APIs typically define a set of interaction endpoints, which may be methods, Web URLs, or protocols. (See the later discussion on the connection between APIs and protocols.) The API will specify the expected interaction method - for functions or methods it will simply be the required parameters and the return type, whereas for something like a Web API it will consist of the required and optional parameters, their meaning, and the meaning of return value(s).

The simplest APIs

At the very simplest level, you’re defining an API every time you define a method or function. Consider this:

def printIndented(string, indent=4):
    print ((" " * indent) + string)

This code defines a simple Python function requiring two parameters. Now, if you want to use this function somewhere else, you call the method:

printIndented("Hello World", 4)

You just made use of your own tiny little API! You defined a function and specified the expected parameters to that function, and you interacted with that function following the expectations of that function’s input. (This function technically returns None, and recall that in Python we can ignore that if we don’t care about the return of a function.)

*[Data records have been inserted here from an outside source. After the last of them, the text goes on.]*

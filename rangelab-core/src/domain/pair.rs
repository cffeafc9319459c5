use serde::{Deserialize, Serialize};

use crate::error::{EngineError, EngineResult};

/// Currency pair metadata carried by every rate.
///
/// Prices are integer pip-scaled units, so `min_spread` is the widest spread
/// (in the same units) at which the pair is still worth trading.
///
/// Deserialization runs the same checks as [`CurrencyPair::new`].
#[derive(Debug, Clone, PartialEq, Eq, Hash, Serialize, Deserialize)]
#[serde(try_from = "RawCurrencyPair")]
pub struct CurrencyPair {
    pub name: String,
    pub min_spread: i64,
    /// Margin needed to hold one lot.
    pub margin_requirement: i64,
}

#[derive(Deserialize)]
struct RawCurrencyPair {
    name: String,
    min_spread: i64,
    margin_requirement: i64,
}

impl TryFrom<RawCurrencyPair> for CurrencyPair {
    type Error = EngineError;

    fn try_from(raw: RawCurrencyPair) -> Result<Self, Self::Error> {
        Self::new(raw.name, raw.min_spread, raw.margin_requirement)
    }
}

impl CurrencyPair {
    pub fn new(
        name: impl Into<String>,
        min_spread: i64,
        margin_requirement: i64,
    ) -> EngineResult<Self> {
        let pair = Self {
            name: name.into(),
            min_spread,
            margin_requirement,
        };
        pair.validate()?;
        Ok(pair)
    }

    /// Reject metadata that would make lot limits meaningless.
    pub fn validate(&self) -> EngineResult<()> {
        if self.name.trim().is_empty() {
            return Err(EngineError::Configuration("pair name is empty".into()));
        }
        if self.margin_requirement <= 0 {
            return Err(EngineError::Configuration(format!(
                "{}: margin_requirement must be > 0, got {}",
                self.name, self.margin_requirement
            )));
        }
        if self.min_spread < 0 {
            return Err(EngineError::Configuration(format!(
                "{}: min_spread must be >= 0, got {}",
                self.name, self.min_spread
            )));
        }
        Ok(())
    }
}
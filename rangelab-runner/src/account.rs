//! Paper account — simulated fills and margin for replays.
//!
//! Stands in for the broker: supplies position/account facts at each tick
//! boundary and executes intents at the quoted price. Buys fill at the ask,
//! sells at the bid, and a close-all realizes the snapshot's position profit.

use chrono::NaiveDate;
use rangelab_core::domain::{
    AccountFacts, IntentAction, OrderIntent, PositionFacts, Rate, Snapshot,
};
use serde::{Deserialize, Serialize};

/// Source of account facts and sink for intents.
pub trait AccountSource {
    /// Facts at the tick boundary of `rate`.
    fn facts(&mut self, rate: &Rate) -> (PositionFacts, AccountFacts);

    /// Execute an intent. `None` for holds and for intents with nothing to do.
    fn execute(&mut self, intent: &OrderIntent, rate: &Rate) -> Option<Execution>;
}

/// A simulated fill.
#[derive(Debug, Clone, Copy, PartialEq, Eq, Serialize, Deserialize)]
pub struct Execution {
    pub action: IntentAction,
    pub lot: i64,
    pub price: i64,
    /// Profit realized by this execution (non-zero only for closes).
    pub realized: i64,
}

#[derive(Debug, Clone)]
pub struct PaperAccount {
    initial_margin: i64,
    realized: i64,
    todays_profit: i64,
    day: Option<NaiveDate>,
    position: PositionFacts,
}

impl PaperAccount {
    pub fn new(initial_margin: i64) -> Self {
        Self {
            initial_margin,
            realized: 0,
            todays_profit: 0,
            day: None,
            position: PositionFacts::default(),
        }
    }

    pub fn position(&self) -> PositionFacts {
        self.position
    }

    pub fn realized(&self) -> i64 {
        self.realized
    }

    pub fn margin(&self) -> i64 {
        self.initial_margin + self.realized
    }

    fn account_facts(&self, rate: &Rate) -> AccountFacts {
        let margin = self.margin();
        let unrealized = self.snapshot(rate, margin).position_profit();
        AccountFacts {
            margin,
            effective_margin: margin + unrealized,
            todays_profit: self.todays_profit,
        }
    }

    fn snapshot(&self, rate: &Rate, margin: i64) -> Snapshot {
        Snapshot::new(
            rate.clone(),
            self.position,
            AccountFacts {
                margin,
                effective_margin: margin,
                todays_profit: self.todays_profit,
            },
        )
    }

    /// Effective margin at `rate`.
    pub fn equity(&self, rate: &Rate) -> i64 {
        self.account_facts(rate).effective_margin
    }
}

/// Volume-weighted average of an existing side and a new fill, floored.
fn average_in(lot: i64, average: i64, add_lot: i64, price: i64) -> i64 {
    let total = lot + add_lot;
    if total == 0 {
        return 0;
    }
    (lot * average + add_lot * price).div_euclid(total)
}

impl AccountSource for PaperAccount {
    fn facts(&mut self, rate: &Rate) -> (PositionFacts, AccountFacts) {
        let today = rate.timestamp.date_naive();
        if self.day != Some(today) {
            self.day = Some(today);
            self.todays_profit = 0;
        }
        (self.position, self.account_facts(rate))
    }

    fn execute(&mut self, intent: &OrderIntent, rate: &Rate) -> Option<Execution> {
        match intent.action {
            IntentAction::Hold => None,
            IntentAction::OpenAsk if intent.lot > 0 => {
                let p = &mut self.position;
                p.ask_average_rate = average_in(p.ask_lot, p.ask_average_rate, intent.lot, rate.ask);
                p.ask_lot += intent.lot;
                Some(Execution {
                    action: intent.action,
                    lot: intent.lot,
                    price: rate.ask,
                    realized: 0,
                })
            }
            IntentAction::OpenBid if intent.lot > 0 => {
                let p = &mut self.position;
                p.bid_average_rate = average_in(p.bid_lot, p.bid_average_rate, intent.lot, rate.bid);
                p.bid_lot += intent.lot;
                Some(Execution {
                    action: intent.action,
                    lot: intent.lot,
                    price: rate.bid,
                    realized: 0,
                })
            }
            IntentAction::CloseAll if self.position.ask_lot + self.position.bid_lot > 0 => {
                let profit = self.snapshot(rate, self.margin()).position_profit();
                let lot = self.position.ask_lot + self.position.bid_lot;
                self.realized += profit;
                self.todays_profit += profit;
                self.position = PositionFacts::default();
                Some(Execution {
                    action: intent.action,
                    lot,
                    price: rate.mid(),
                    realized: profit,
                })
            }
            _ => None,
        }
    }
}
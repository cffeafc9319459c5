//! Replay results and artifact persistence.

use std::path::{Path, PathBuf};

use chrono::{DateTime, Utc};
use rangelab_core::domain::{DecisionReason, IntentAction, PositionFacts};
use serde::{Deserialize, Serialize};

use crate::config::RunId;
use crate::runner::ReplayError;

/// Current schema version for persisted artifacts.
pub const SCHEMA_VERSION: u32 = 1;

/// One executed (non-hold) decision.
#[derive(Debug, Clone, PartialEq, Serialize, Deserialize)]
pub struct DecisionRecord {
    pub timestamp: DateTime<Utc>,
    pub ask: i64,
    pub bid: i64,
    pub action: IntentAction,
    pub lot: i64,
    pub reason: DecisionReason,
    pub price: i64,
    pub realized: i64,
}

/// Outcome of one pair's replay loop.
#[derive(Debug, Clone, Default, PartialEq, Serialize, Deserialize)]
pub struct PairReport {
    pub pair: String,
    /// Quotes accepted by the engine.
    pub ticks: usize,
    /// Quotes the engine rejected (crossed, out of order).
    pub rejected: usize,
    /// Entries from flat.
    pub opens: usize,
    /// Counter-trend adds.
    pub adds: usize,
    pub closes: usize,
    /// Ticks held because the lot limit was reached.
    pub lot_limit_holds: usize,
    pub realized_profit: i64,
    pub final_position: PositionFacts,
    pub final_effective_margin: i64,
    pub decisions: Vec<DecisionRecord>,
}

/// Complete result of a replay.
#[derive(Debug, Clone, Serialize, Deserialize)]
pub struct ReplayResult {
    #[serde(default = "default_schema_version")]
    pub schema_version: u32,
    pub run_id: RunId,
    pub pairs: Vec<PairReport>,
    /// Feed rows that could not be parsed.
    pub malformed_rows: usize,
    /// Feed rows naming a pair the config does not trade.
    pub unrouted_rows: usize,
}

fn default_schema_version() -> u32 {
    SCHEMA_VERSION
}

impl ReplayResult {
    pub fn total_realized_profit(&self) -> i64 {
        self.pairs.iter().map(|p| p.realized_profit).sum()
    }

    pub fn pair(&self, name: &str) -> Option<&PairReport> {
        self.pairs.iter().find(|p| p.pair == name)
    }
}

/// Write `<run_id>.json` into `dir`, creating it if needed.
pub fn save_artifacts(result: &ReplayResult, dir: &Path) -> Result<PathBuf, ReplayError> {
    std::fs::create_dir_all(dir)?;
    let path = dir.join(format!("{}.json", result.run_id));
    let json = serde_json::to_string_pretty(result)?;
    std::fs::write(&path, json)?;
    Ok(path)
}

/// Read a previously saved result.
pub fn load_artifacts(path: &Path) -> Result<ReplayResult, ReplayError> {
    let json = std::fs::read_to_string(path)?;
    Ok(serde_json::from_str(&json)?)
}

#[cfg(test)]
mod tests {
    use super::*;

    fn sample() -> ReplayResult {
        ReplayResult {
            schema_version: SCHEMA_VERSION,
            run_id: "abc123".into(),
            pairs: vec![
                PairReport {
                    pair: "USDJPY".into(),
                    realized_profit: 120,
                    ..Default::default()
                },
                PairReport {
                    pair: "EURJPY".into(),
                    realized_profit: -20,
                    ..Default::default()
                },
            ],
            malformed_rows: 0,
            unrouted_rows: 0,
        }
    }

    #[test]
    fn totals_across_pairs() {
        let result = sample();
        assert_eq!(result.total_realized_profit(), 100);
        assert_eq!(result.pair("EURJPY").unwrap().realized_profit, -20);
        assert!(result.pair("GBPJPY").is_none());
    }

    #[test]
    fn older_json_without_schema_version_loads() {
        let json = r#"{"run_id":"x","pairs":[],"malformed_rows":0,"unrouted_rows":0}"#;
        let result: ReplayResult = serde_json::from_str(json).unwrap();
        assert_eq!(result.schema_version, SCHEMA_VERSION);
    }
}
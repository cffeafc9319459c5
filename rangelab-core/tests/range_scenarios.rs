//! Scenario tests for range tracking and sizing behavior.
//!
//! Tests:
//! 1. Single-point cycle: reset, one save, apply collapses the range to a point
//! 2. Save sequences in every order reach the same extrema
//! 3. Near-edge tie-break: exact ties are near neither edge
//! 4. Lot limit and tapering scenarios against a realistic account

use std::sync::Arc;

use chrono::{DateTime, Duration, TimeZone, Utc};
use rangelab_core::domain::{AccountFacts, CurrencyPair, PositionFacts, Rate, Snapshot};
use rangelab_core::range::{RangeManager, RangeState};
use rangelab_core::sizing::{LotSizing, NextLot, SizingPolicy};

// ──────────────────────────────────────────────
// Helpers
// ──────────────────────────────────────────────

fn at(second: i64) -> DateTime<Utc> {
    Utc.with_ymd_and_hms(2024, 3, 4, 8, 30, 0).unwrap() + Duration::seconds(second)
}

fn make_snapshot(second: i64, ask: i64, bid: i64, position: PositionFacts, margin: i64) -> Snapshot {
    let pair = Arc::new(CurrencyPair::new("USDJPY", 5, 50_000).unwrap());
    Snapshot::new(
        Rate::new(pair, ask, bid, at(second)),
        position,
        AccountFacts {
            margin,
            effective_margin: margin,
            todays_profit: 0,
        },
    )
}

fn quote(second: i64, ask: i64, bid: i64) -> Snapshot {
    make_snapshot(second, ask, bid, PositionFacts::default(), 3_000_000)
}

fn permutations(items: &[(i64, i64)]) -> Vec<Vec<(i64, i64)>> {
    if items.len() <= 1 {
        return vec![items.to_vec()];
    }
    let mut out = Vec::new();
    for i in 0..items.len() {
        let mut rest = items.to_vec();
        let head = rest.remove(i);
        for mut tail in permutations(&rest) {
            tail.insert(0, head);
            out.push(tail);
        }
    }
    out
}

// ──────────────────────────────────────────────
// Range cycle
// ──────────────────────────────────────────────

#[test]
fn single_point_cycle_collapses_range() {
    let mut rm = RangeManager::new("USDJPY");
    rm.save(&quote(0, 120, 110));
    rm.save(&quote(1, 130, 100));
    rm.apply();

    rm.reset();
    let only = quote(2, 14_503, 14_500);
    rm.save(&only);
    rm.apply();

    let upper = rm.upper_limit().unwrap();
    let lower = rm.lower_limit().unwrap();
    assert!(upper.same_quote(&only.rate));
    assert!(lower.same_quote(&only.rate));
    assert_eq!(rm.range().unwrap(), only.rate.spread());
    assert_eq!(rm.state(), RangeState::Applied);
}

#[test]
fn first_save_flag_follows_reset() {
    let mut rm = RangeManager::new("USDJPY");
    rm.save(&quote(0, 100, 95));
    rm.save(&quote(1, 101, 94));
    assert!(!rm.is_first_save());
    rm.reset();
    rm.save(&quote(2, 100, 95));
    assert!(rm.is_first_save());
    rm.save(&quote(3, 100, 95));
    assert!(!rm.is_first_save());
}

#[test]
fn three_saves_reach_same_extrema_in_any_order() {
    let quotes = [(100, 95), (105, 90), (103, 92)];
    for order in permutations(&quotes) {
        let mut rm = RangeManager::new("USDJPY");
        for (i, (ask, bid)) in order.iter().enumerate() {
            rm.save(&quote(i as i64, *ask, *bid));
        }
        assert_eq!(rm.upper_limit_save().unwrap().ask, 105, "order {order:?}");
        assert_eq!(rm.lower_limit_save().unwrap().bid, 90, "order {order:?}");
    }
}

#[test]
fn trending_market_is_never_range_bound() {
    let mut rm = RangeManager::new("USDJPY");
    for step in 0..10 {
        let ask = 100 + step * 5;
        rm.save(&quote(step, ask, ask - 3));
        rm.apply();
        assert!(rm.is_extended(), "step {step}");
        assert!(!rm.is_range());
        assert!(rm.is_upward() || step == 0);
    }
}

#[test]
fn near_edge_tie_is_near_neither() {
    let mut rm = RangeManager::new("USDJPY");
    rm.save(&quote(0, 110, 107));
    rm.save(&quote(1, 93, 90));
    rm.apply();

    // to_upper = 110 - 102 = 8, to_lower = 98 - 90 = 8
    let tie = quote(2, 102, 98);
    assert!(rm.is_within_range(&tie));
    assert!(!rm.is_near_upper_limit(&tie));
    assert!(!rm.is_near_lower_limit(&tie));
}

// ──────────────────────────────────────────────
// Sizing scenarios
// ──────────────────────────────────────────────

#[test]
fn limit_lot_for_three_million_margin() {
    let snap = quote(0, 14_503, 14_500);
    assert_eq!(snap.limit_lot(), 54);
}

#[test]
fn next_lot_tapers_at_ten_percent_of_limit() {
    // 5_555_556 * 0.9 / 50_000 floors to 100
    let margin = 5_555_556;
    let early = make_snapshot(
        0,
        14_503,
        14_500,
        PositionFacts {
            ask_lot: 9,
            ..Default::default()
        },
        margin,
    );
    let late = make_snapshot(
        0,
        14_503,
        14_500,
        PositionFacts {
            ask_lot: 11,
            ..Default::default()
        },
        margin,
    );
    assert_eq!(early.limit_lot(), 100);

    let policy = NextLot::default();
    assert_eq!(policy.evaluate(&early), 4);
    assert_eq!(policy.evaluate(&late), 1);

    let sizing = LotSizing::default();
    assert_eq!(sizing.to_next_lot(&early), 4);
    assert_eq!(sizing.to_next_lot(&late), 1);
}
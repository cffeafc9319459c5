//! Snapshot — the per-tick derived view every decision reads.
//!
//! A snapshot combines the current rate with the position and account facts
//! refreshed at the same tick boundary. All profit and lot figures are
//! derived on demand; nothing is stored beyond the raw inputs.

use serde::{Deserialize, Serialize};

use super::Rate;

/// Share of the affordable lot count the engine is allowed to use, in tenths.
const LIMIT_LOT_TENTHS: i64 = 9;

/// Open position facts for one pair, as reported by the account.
#[derive(Debug, Clone, Copy, Default, PartialEq, Eq, Serialize, Deserialize)]
pub struct PositionFacts {
    pub ask_lot: i64,
    pub bid_lot: i64,
    pub ask_average_rate: i64,
    pub bid_average_rate: i64,
}

/// Account-level facts shared by every pair on the account.
#[derive(Debug, Clone, Copy, Default, PartialEq, Eq, Serialize, Deserialize)]
pub struct AccountFacts {
    pub margin: i64,
    pub effective_margin: i64,
    pub todays_profit: i64,
}

/// Four-way position tag.
#[derive(Debug, Clone, Copy, PartialEq, Eq, Serialize, Deserialize)]
pub enum PositionStatus {
    NoPosition,
    /// More long (ask-side) lots than short.
    AskHeavy,
    /// More short (bid-side) lots than long.
    BidHeavy,
    /// Equal lots on both sides, both non-zero.
    Balanced,
}

#[derive(Debug, Clone, Serialize, Deserialize)]
pub struct Snapshot {
    pub rate: Rate,
    pub ask_lot: i64,
    pub bid_lot: i64,
    pub ask_average_rate: i64,
    pub bid_average_rate: i64,
    pub margin: i64,
    pub effective_margin: i64,
    pub todays_profit: i64,
}

impl Snapshot {
    pub fn new(rate: Rate, position: PositionFacts, account: AccountFacts) -> Self {
        Self {
            rate,
            ask_lot: position.ask_lot,
            bid_lot: position.bid_lot,
            ask_average_rate: position.ask_average_rate,
            bid_average_rate: position.bid_average_rate,
            margin: account.margin,
            effective_margin: account.effective_margin,
            todays_profit: account.todays_profit,
        }
    }

    // ── Profit ───────────────────────────────────────────────────────

    /// Long side closes against the current bid.
    pub fn ask_pip_profit(&self) -> i64 {
        if self.ask_lot == 0 {
            return 0;
        }
        self.rate.bid - self.ask_average_rate
    }

    /// Short side closes against the current ask.
    pub fn bid_pip_profit(&self) -> i64 {
        if self.bid_lot == 0 {
            return 0;
        }
        self.bid_average_rate - self.rate.ask
    }

    pub fn ask_profit(&self) -> i64 {
        self.ask_pip_profit() * self.ask_lot
    }

    pub fn bid_profit(&self) -> i64 {
        self.bid_pip_profit() * self.bid_lot
    }

    /// Unrealized profit of the open position.
    pub fn position_profit(&self) -> i64 {
        self.ask_profit() + self.bid_profit()
    }

    /// Unrealized plus today's realized profit.
    pub fn total_profit(&self) -> i64 {
        self.position_profit() + self.todays_profit
    }

    // ── Lots ─────────────────────────────────────────────────────────

    /// `floor(min(margin, effective_margin) / margin_requirement * 0.9)`, never negative.
    pub fn limit_lot(&self) -> i64 {
        let usable = self.margin.min(self.effective_margin).max(0);
        usable * LIMIT_LOT_TENTHS / (self.rate.pair.margin_requirement * 10)
    }

    pub fn more_lot(&self) -> i64 {
        self.ask_lot.max(self.bid_lot)
    }

    pub fn less_lot(&self) -> i64 {
        self.ask_lot.min(self.bid_lot)
    }

    pub fn total_lot(&self) -> i64 {
        self.ask_lot + self.bid_lot
    }

    /// Lots that can still be added to the heavier side.
    pub fn remaining_lot(&self) -> i64 {
        (self.limit_lot() - self.more_lot()).max(0)
    }

    // ── Status ───────────────────────────────────────────────────────

    pub fn position_status(&self) -> PositionStatus {
        match (self.ask_lot, self.bid_lot) {
            (0, 0) => PositionStatus::NoPosition,
            (ask, bid) if ask > bid => PositionStatus::AskHeavy,
            (ask, bid) if ask < bid => PositionStatus::BidHeavy,
            _ => PositionStatus::Balanced,
        }
    }

    pub fn has_no_position(&self) -> bool {
        self.position_status() == PositionStatus::NoPosition
    }

    pub fn is_ask_heavy(&self) -> bool {
        self.position_status() == PositionStatus::AskHeavy
    }

    pub fn is_bid_heavy(&self) -> bool {
        self.position_status() == PositionStatus::BidHeavy
    }

    pub fn is_balanced(&self) -> bool {
        self.position_status() == PositionStatus::Balanced
    }
}

#[cfg(test)]
mod tests {
    use super::*;
    use crate::domain::CurrencyPair;
    use chrono::{TimeZone, Utc};
    use std::sync::Arc;

    fn rate(ask: i64, bid: i64) -> Rate {
        let pair = Arc::new(CurrencyPair::new("USDJPY", 3, 50_000).unwrap());
        Rate::new(pair, ask, bid, Utc.with_ymd_and_hms(2024, 1, 2, 9, 0, 0).unwrap())
    }

    fn account(margin: i64) -> AccountFacts {
        AccountFacts {
            margin,
            effective_margin: margin,
            todays_profit: 0,
        }
    }

    #[test]
    fn limit_lot_scenario() {
        let snap = Snapshot::new(rate(14_503, 14_500), PositionFacts::default(), account(3_000_000));
        assert_eq!(snap.limit_lot(), 54);
    }

    #[test]
    fn limit_lot_uses_smaller_margin() {
        let acct = AccountFacts {
            margin: 3_000_000,
            effective_margin: 1_000_000,
            todays_profit: 0,
        };
        let snap = Snapshot::new(rate(14_503, 14_500), PositionFacts::default(), acct);
        assert_eq!(snap.limit_lot(), 18);
    }

    #[test]
    fn limit_lot_never_negative() {
        let snap = Snapshot::new(rate(14_503, 14_500), PositionFacts::default(), account(-500_000));
        assert_eq!(snap.limit_lot(), 0);
        assert_eq!(snap.remaining_lot(), 0);
    }

    #[test]
    fn ask_side_profit_uses_bid() {
        let pos = PositionFacts {
            ask_lot: 2,
            ask_average_rate: 14_490,
            ..Default::default()
        };
        let snap = Snapshot::new(rate(14_503, 14_500), pos, account(3_000_000));
        assert_eq!(snap.ask_pip_profit(), 10);
        assert_eq!(snap.ask_profit(), 20);
        assert_eq!(snap.bid_profit(), 0);
    }

    #[test]
    fn bid_side_profit_uses_ask() {
        let pos = PositionFacts {
            bid_lot: 3,
            bid_average_rate: 14_510,
            ..Default::default()
        };
        let snap = Snapshot::new(rate(14_503, 14_500), pos, account(3_000_000));
        assert_eq!(snap.bid_pip_profit(), 7);
        assert_eq!(snap.bid_profit(), 21);
    }

    #[test]
    fn total_profit_includes_todays_realized() {
        let pos = PositionFacts {
            ask_lot: 1,
            ask_average_rate: 14_510,
            bid_lot: 1,
            bid_average_rate: 14_520,
        };
        let acct = AccountFacts {
            margin: 3_000_000,
            effective_margin: 3_000_000,
            todays_profit: 100,
        };
        let snap = Snapshot::new(rate(14_503, 14_500), pos, acct);
        // ask: 14500 - 14510 = -10, bid: 14520 - 14503 = 17
        assert_eq!(snap.position_profit(), 7);
        assert_eq!(snap.total_profit(), 107);
    }

    #[test]
    fn position_status_four_way() {
        let r = rate(14_503, 14_500);
        let status = |ask_lot, bid_lot| {
            let pos = PositionFacts {
                ask_lot,
                bid_lot,
                ..Default::default()
            };
            Snapshot::new(r.clone(), pos, account(1_000_000)).position_status()
        };
        assert_eq!(status(0, 0), PositionStatus::NoPosition);
        assert_eq!(status(3, 1), PositionStatus::AskHeavy);
        assert_eq!(status(0, 2), PositionStatus::BidHeavy);
        assert_eq!(status(2, 2), PositionStatus::Balanced);
    }

    #[test]
    fn more_and_less_lot() {
        let pos = PositionFacts {
            ask_lot: 5,
            bid_lot: 2,
            ..Default::default()
        };
        let snap = Snapshot::new(rate(14_503, 14_500), pos, account(3_000_000));
        assert_eq!(snap.more_lot(), 5);
        assert_eq!(snap.less_lot(), 2);
        assert_eq!(snap.total_lot(), 7);
        assert_eq!(snap.remaining_lot(), 49);
    }
}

Moving a step up from this, recall from your programming courses the concept of interfaces. An interface, as defined in Java or C#, is a kind of API. Let’s take a very simple example in C#:

public interface ICanRun 
{
    public void Run();
}

This interface defines a single method - Run. Any program that wants to implement this interface must implement the Run method. However, recall that a key point of interfaces (and subclassing as well) is that the implementation is up to the programmer - all that an interface does is specify what the class must do, not how it does it.

Where are APIs found?

Software libraries - including the standard library for your programming language - are also examples of APIs. The language’s library provides you with a wide set of functions, classes and such. This API allows your code to interact with the library’s code. The same applies if you import or use an external library - you’re following the API for that library any time you use it.

Operating systems also typically provide a significant collection of APIs for programmers. These APIs range from low-level operations such as handling files and network connections to advanced user-interface APIs for providing standardized user interaction, accessibility, and graphics acceleration support for games and professional applications.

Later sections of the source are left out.